After developing Korry’s persona, we were able to collectively use his goals, needs, and frustrations to construct a journey map to truly understand his shopping experience and understand his emotions during each task.
Now this brings us back to the thinking process. We begin thinking of a solution to solve for the problem. We did this by coming up with, “How Might We,” statements. We came up with 12 but we narrowed to down it two.
The sketch displays how we wanted our first wireframe to function and to help guide you through our task flow. Initially we wanted to incorporate some sort of AI functionality in the process, but after review we redeveloped the design.
As you can see on the right of the sketch is the mid-fidelity variation that I created on Figma. This was much more streamlined and effective. We had a total of 5 users tested, which were conducted over FaceTime. Two of the 5 users are avid Uniqlo shoppers.
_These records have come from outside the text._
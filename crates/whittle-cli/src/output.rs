//! Output formatting and reporting

use colored::*;
use indicatif::{ProgressBar, ProgressStyle};
use serde::Serialize;
use similar::TextDiff;
use std::time::Duration;
use whittle_core::{Finding, ReduceStats, Result, Severity, WhittleError};

use crate::OutputFormat;

/// Summary statistics for a check run
#[derive(Debug, Clone, Default, Serialize)]
pub struct CheckSummary {
    pub files_checked: usize,
    pub errors: usize,
    pub warnings: usize,
    /// Files that could not be analyzed
    pub failed_files: usize,
}

impl CheckSummary {
    pub fn new(files_checked: usize, findings: &[Finding], failures: &[WhittleError]) -> Self {
        let errors = findings
            .iter()
            .filter(|f| f.severity == Severity::Error)
            .count();
        Self {
            files_checked,
            errors,
            warnings: findings.len() - errors,
            failed_files: failures.len(),
        }
    }

    pub fn total_issues(&self) -> usize {
        self.errors + self.warnings
    }

    pub fn has_issues(&self) -> bool {
        self.total_issues() > 0 || self.failed_files > 0
    }
}

#[derive(Serialize)]
struct NumberedFinding<'a> {
    number: usize,
    #[serde(flatten)]
    finding: &'a Finding,
}

/// Output formatter for check results
pub struct OutputFormatter {
    format: OutputFormat,
}

impl OutputFormatter {
    pub fn new(format: OutputFormat) -> Self {
        Self { format }
    }

    pub fn print_check(
        &self,
        findings: &[Finding],
        failures: &[WhittleError],
        summary: &CheckSummary,
    ) -> Result<()> {
        match self.format {
            OutputFormat::Human => {
                print_human(findings, failures, summary);
                Ok(())
            }
            OutputFormat::Json => print_json(findings, failures, summary),
        }
    }
}

fn print_human(findings: &[Finding], failures: &[WhittleError], summary: &CheckSummary) {
    for (i, finding) in findings.iter().enumerate() {
        let severity = match finding.severity {
            Severity::Error => "error".red().bold(),
            Severity::Warning => "warning".yellow().bold(),
        };
        println!(
            "{:>3}. {}:{}:{}: {} [{}] {}",
            i + 1,
            finding.file.display(),
            finding.line,
            finding.column,
            severity,
            finding.rule_id.dimmed(),
            finding.message
        );
    }
    for failure in failures {
        println!("{} {}", "failed:".red().bold(), failure);
    }

    println!("\n{}", "Summary:".bold());
    println!("  Files checked: {}", summary.files_checked);
    if summary.has_issues() {
        if summary.errors > 0 {
            println!("  Errors: {}", summary.errors.to_string().red());
        }
        if summary.warnings > 0 {
            println!("  Warnings: {}", summary.warnings.to_string().yellow());
        }
        if summary.failed_files > 0 {
            println!("  Unreadable files: {}", summary.failed_files.to_string().red());
        }
    } else {
        println!("  {}", "No findings".green());
    }
}

fn print_json(findings: &[Finding], failures: &[WhittleError], summary: &CheckSummary) -> Result<()> {
    let numbered: Vec<NumberedFinding<'_>> = findings
        .iter()
        .enumerate()
        .map(|(i, finding)| NumberedFinding {
            number: i + 1,
            finding,
        })
        .collect();
    let result = serde_json::json!({
        "findings": numbered,
        "failures": failures.iter().map(ToString::to_string).collect::<Vec<_>>(),
        "summary": summary,
    });

    let text = serde_json::to_string_pretty(&result)
        .map_err(|e| WhittleError::internal_error(format!("Failed to serialize JSON: {e}")))?;
    println!("{text}");
    Ok(())
}

/// Unified diff between the merged input and the reduced text
pub fn print_diff(merged: &str, reduced: &str) {
    let diff = TextDiff::from_lines(merged, reduced);
    let unified = diff
        .unified_diff()
        .context_radius(3)
        .header("merged", "reduced")
        .to_string();
    for line in unified.lines() {
        if line.starts_with("---") || line.starts_with("+++") {
            println!("{}", line.bold());
        } else if line.starts_with("@@") {
            println!("{}", line.cyan());
        } else if line.starts_with('-') {
            println!("{}", line.red());
        } else if line.starts_with('+') {
            println!("{}", line.green());
        } else {
            println!("{line}");
        }
    }
}

pub fn print_stats(stats: &ReduceStats) {
    let saved = stats.initial_bytes.saturating_sub(stats.final_bytes);
    eprintln!("{}", "Reduction statistics:".bold());
    eprintln!("  Iterations: {}", stats.iterations);
    eprintln!(
        "  Edits: {} attempted, {} committed ({} removals, {} hoists)",
        stats.attempts, stats.committed, stats.removals, stats.hoists
    );
    eprintln!(
        "  Rejected: {} render failures, {} no-ops, {} verification failures",
        stats.render_failures, stats.no_ops, stats.verification_failures
    );
    eprintln!(
        "  Size: {} -> {} bytes ({} saved)",
        stats.initial_bytes,
        stats.final_bytes,
        saved.to_string().green()
    );
}

/// Spinner on stderr, cleared when finished or dropped
pub struct Spinner {
    bar: ProgressBar,
}

impl Spinner {
    pub fn start(message: String) -> Self {
        let bar = ProgressBar::new_spinner();
        if let Ok(style) = ProgressStyle::with_template("{spinner:.green} {msg} [{elapsed}]") {
            bar.set_style(style);
        }
        bar.set_message(message);
        bar.enable_steady_tick(Duration::from_millis(100));
        Self { bar }
    }

    pub fn finish(self) {
        self.bar.finish_and_clear();
    }
}

impl Drop for Spinner {
    fn drop(&mut self) {
        if !self.bar.is_finished() {
            self.bar.finish_and_clear();
        }
    }
}
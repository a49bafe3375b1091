//! Deterministic printer from trees back to source text
//!
//! Output uses four-space indentation and one statement per line. Bodies of
//! `if`/`while` that are not blocks stay on the keyword's line. Rendering
//! fails when a node sits in a slot the grammar cannot express, which is how
//! edits that break the syntax get rejected.

use super::node::{Node, NodeKind};
use super::parser::precedence;
use super::tree::Tree;
use crate::{Result, WhittleError};

const INDENT: &str = "    ";

const ASSIGN_PRECEDENCE: u8 = 0;
const UNARY_PRECEDENCE: u8 = 7;
const PRIMARY_PRECEDENCE: u8 = 8;

/// Render a whole tree
pub fn render(tree: &Tree) -> Result<String> {
    render_statements(tree.statements())
}

/// Render a statement list at the top level
pub fn render_statements(stmts: &[Node]) -> Result<String> {
    let mut printer = Printer::default();
    printer.statements(stmts, 0)?;
    Ok(printer.out)
}

/// Render a single expression
pub fn render_expression(node: &Node) -> Result<String> {
    let mut printer = Printer::default();
    printer.expression(node, ASSIGN_PRECEDENCE, 0)?;
    Ok(printer.out)
}

#[derive(Default)]
struct Printer {
    out: String,
}

impl Printer {
    fn indent(&mut self, level: usize) {
        for _ in 0..level {
            self.out.push_str(INDENT);
        }
    }

    fn statements(&mut self, stmts: &[Node], level: usize) -> Result<()> {
        for stmt in stmts {
            self.indent(level);
            self.statement(stmt, level)?;
            self.out.push('\n');
        }
        Ok(())
    }

    fn block(&mut self, stmts: &[Node], level: usize) -> Result<()> {
        if stmts.is_empty() {
            self.out.push_str("{}");
            return Ok(());
        }
        self.out.push_str("{\n");
        self.statements(stmts, level + 1)?;
        self.indent(level);
        self.out.push('}');
        Ok(())
    }

    /// Body of `if`/`else`/`while`
    fn body(&mut self, node: &Node, level: usize) -> Result<()> {
        if node.kind() == NodeKind::Block {
            self.block(node.list("stmts"), level)
        } else {
            self.statement(node, level)
        }
    }

    fn statement(&mut self, node: &Node, level: usize) -> Result<()> {
        match node.kind() {
            NodeKind::FunctionDecl => {
                self.out.push_str("fn ");
                self.out.push_str(required_name(node)?);
                self.params(node.list("params"))?;
                self.out.push(' ');
                self.block(node.list("body"), level)
            }
            NodeKind::ClassDecl => {
                self.out.push_str("class ");
                self.out.push_str(required_name(node)?);
                self.out.push(' ');
                let members = node.list("members");
                if let Some(member) = members
                    .iter()
                    .find(|m| m.kind() != NodeKind::FunctionDecl)
                {
                    return Err(WhittleError::render_error(format!(
                        "{} cannot be a class member",
                        member.kind()
                    )));
                }
                self.block(members, level)
            }
            NodeKind::Block => self.block(node.list("stmts"), level),
            NodeKind::If => {
                self.out.push_str("if (");
                self.expression(child(node, "cond")?, ASSIGN_PRECEDENCE, level)?;
                self.out.push_str(") ");
                let then = child(node, "then")?;
                match node.child("else") {
                    Some(otherwise) => {
                        if captures_else(then) {
                            self.block(std::slice::from_ref(then), level)?;
                        } else {
                            self.body(then, level)?;
                        }
                        self.out.push_str(" else ");
                        self.body(otherwise, level)
                    }
                    None => self.body(then, level),
                }
            }
            NodeKind::While => {
                self.out.push_str("while (");
                self.expression(child(node, "cond")?, ASSIGN_PRECEDENCE, level)?;
                self.out.push_str(") ");
                self.body(child(node, "body")?, level)
            }
            NodeKind::Return => {
                self.out.push_str("return");
                if let Some(value) = node.child("value") {
                    self.out.push(' ');
                    self.expression(value, ASSIGN_PRECEDENCE, level)?;
                }
                self.out.push(';');
                Ok(())
            }
            NodeKind::Let => {
                self.out.push_str("let ");
                self.out.push_str(required_name(node)?);
                if let Some(value) = node.child("value") {
                    self.out.push_str(" = ");
                    self.expression(value, ASSIGN_PRECEDENCE, level)?;
                }
                self.out.push(';');
                Ok(())
            }
            NodeKind::ExprStmt => {
                self.expression(child(node, "expr")?, ASSIGN_PRECEDENCE, level)?;
                self.out.push(';');
                Ok(())
            }
            NodeKind::Nop => {
                self.out.push(';');
                Ok(())
            }
            kind if kind.is_expression() => {
                self.expression(node, ASSIGN_PRECEDENCE, level)?;
                self.out.push(';');
                Ok(())
            }
            kind => Err(WhittleError::render_error(format!(
                "{kind} cannot appear as a statement"
            ))),
        }
    }

    fn params(&mut self, params: &[Node]) -> Result<()> {
        self.out.push('(');
        for (i, param) in params.iter().enumerate() {
            if param.kind() != NodeKind::Param {
                return Err(WhittleError::render_error(format!(
                    "{} cannot appear in a parameter list",
                    param.kind()
                )));
            }
            if i > 0 {
                self.out.push_str(", ");
            }
            self.out.push_str(required_name(param)?);
        }
        self.out.push(')');
        Ok(())
    }

    fn expression(&mut self, node: &Node, min_precedence: u8, level: usize) -> Result<()> {
        let own = expression_precedence(node)?;
        let parenthesize = own < min_precedence;
        if parenthesize {
            self.out.push('(');
        }

        match node.kind() {
            NodeKind::Variable => self.out.push_str(node.leaf("name")),
            NodeKind::Literal => self.out.push_str(node.leaf("value")),
            NodeKind::Call => {
                let callee = child(node, "callee")?;
                if callee.kind() != NodeKind::Ident {
                    return Err(WhittleError::render_error(format!(
                        "{} cannot be called",
                        callee.kind()
                    )));
                }
                self.out.push_str(callee.leaf("name"));
                self.out.push('(');
                for (i, arg) in node.list("args").iter().enumerate() {
                    if i > 0 {
                        self.out.push_str(", ");
                    }
                    let value = if arg.kind() == NodeKind::Arg {
                        child(arg, "value")?
                    } else {
                        arg
                    };
                    self.expression(value, ASSIGN_PRECEDENCE, level)?;
                }
                self.out.push(')');
            }
            NodeKind::Binary => {
                let op = node.leaf("op");
                self.expression(child(node, "lhs")?, own, level)?;
                self.out.push(' ');
                self.out.push_str(op);
                self.out.push(' ');
                self.expression(child(node, "rhs")?, own + 1, level)?;
            }
            NodeKind::Unary => {
                self.out.push_str(node.leaf("op"));
                self.expression(child(node, "operand")?, UNARY_PRECEDENCE, level)?;
            }
            NodeKind::Assign => {
                let target = child(node, "target")?;
                if target.kind() != NodeKind::Variable {
                    return Err(WhittleError::render_error(format!(
                        "{} cannot be assigned to",
                        target.kind()
                    )));
                }
                self.expression(target, PRIMARY_PRECEDENCE, level)?;
                self.out.push_str(" = ");
                self.expression(child(node, "value")?, ASSIGN_PRECEDENCE, level)?;
            }
            NodeKind::Closure => {
                self.out.push_str("fn");
                self.params(node.list("params"))?;
                self.out.push(' ');
                self.block(node.list("body"), level)?;
            }
            kind => {
                return Err(WhittleError::render_error(format!(
                    "{kind} cannot appear in an expression"
                )));
            }
        }

        if parenthesize {
            self.out.push(')');
        }
        Ok(())
    }
}

/// Whether an inline statement ends in an `if` that would take a following `else`
fn captures_else(node: &Node) -> bool {
    match node.kind() {
        NodeKind::If => node.child("else").is_none_or(captures_else),
        NodeKind::While => node.child("body").is_some_and(captures_else),
        _ => false,
    }
}

fn expression_precedence(node: &Node) -> Result<u8> {
    match node.kind() {
        NodeKind::Assign => Ok(ASSIGN_PRECEDENCE),
        NodeKind::Binary => precedence(node.leaf("op")).ok_or_else(|| {
            WhittleError::render_error(format!("unknown operator '{}'", node.leaf("op")))
        }),
        NodeKind::Unary => Ok(UNARY_PRECEDENCE),
        _ => Ok(PRIMARY_PRECEDENCE),
    }
}

fn child<'a>(node: &'a Node, field: &str) -> Result<&'a Node> {
    node.child(field).ok_or_else(|| {
        WhittleError::render_error(format!("{} is missing its '{field}'", node.kind()))
    })
}

fn required_name(node: &Node) -> Result<&str> {
    let ident = child(node, "name")?;
    if ident.kind() != NodeKind::Ident {
        return Err(WhittleError::render_error(format!(
            "{} cannot name a {}",
            ident.kind(),
            node.kind()
        )));
    }
    Ok(ident.leaf("name"))
}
With the given feedback we incorporated it into a high-fidelity prototype. The image to your left walks you through our redeveloped and redesigned task. Here is the list of the tasks the user would complete:
The Uniqlo app was a very exciting project. There was a major learning curve because this was my first case study. When I first started this project I had no idea what feature to work on or even know what needed refinement. As we did more research and dove into the ideation phase, I started to really understand how everything connects. It was difficult for me to generate ideas or understand why each section was important in creating a final product. As a general graphic designer, it was always just about the design aesthetic and not so much the functionality.
For the next steps of this project, I really want to dig deeper into the shopping experience. I want to expand my research on how I could better the filtering system and even apply some sort of real-time customer service to the app. These forms of applications could really contribute to a shoppers experience and possibly even quicken their odds of purchasing and item.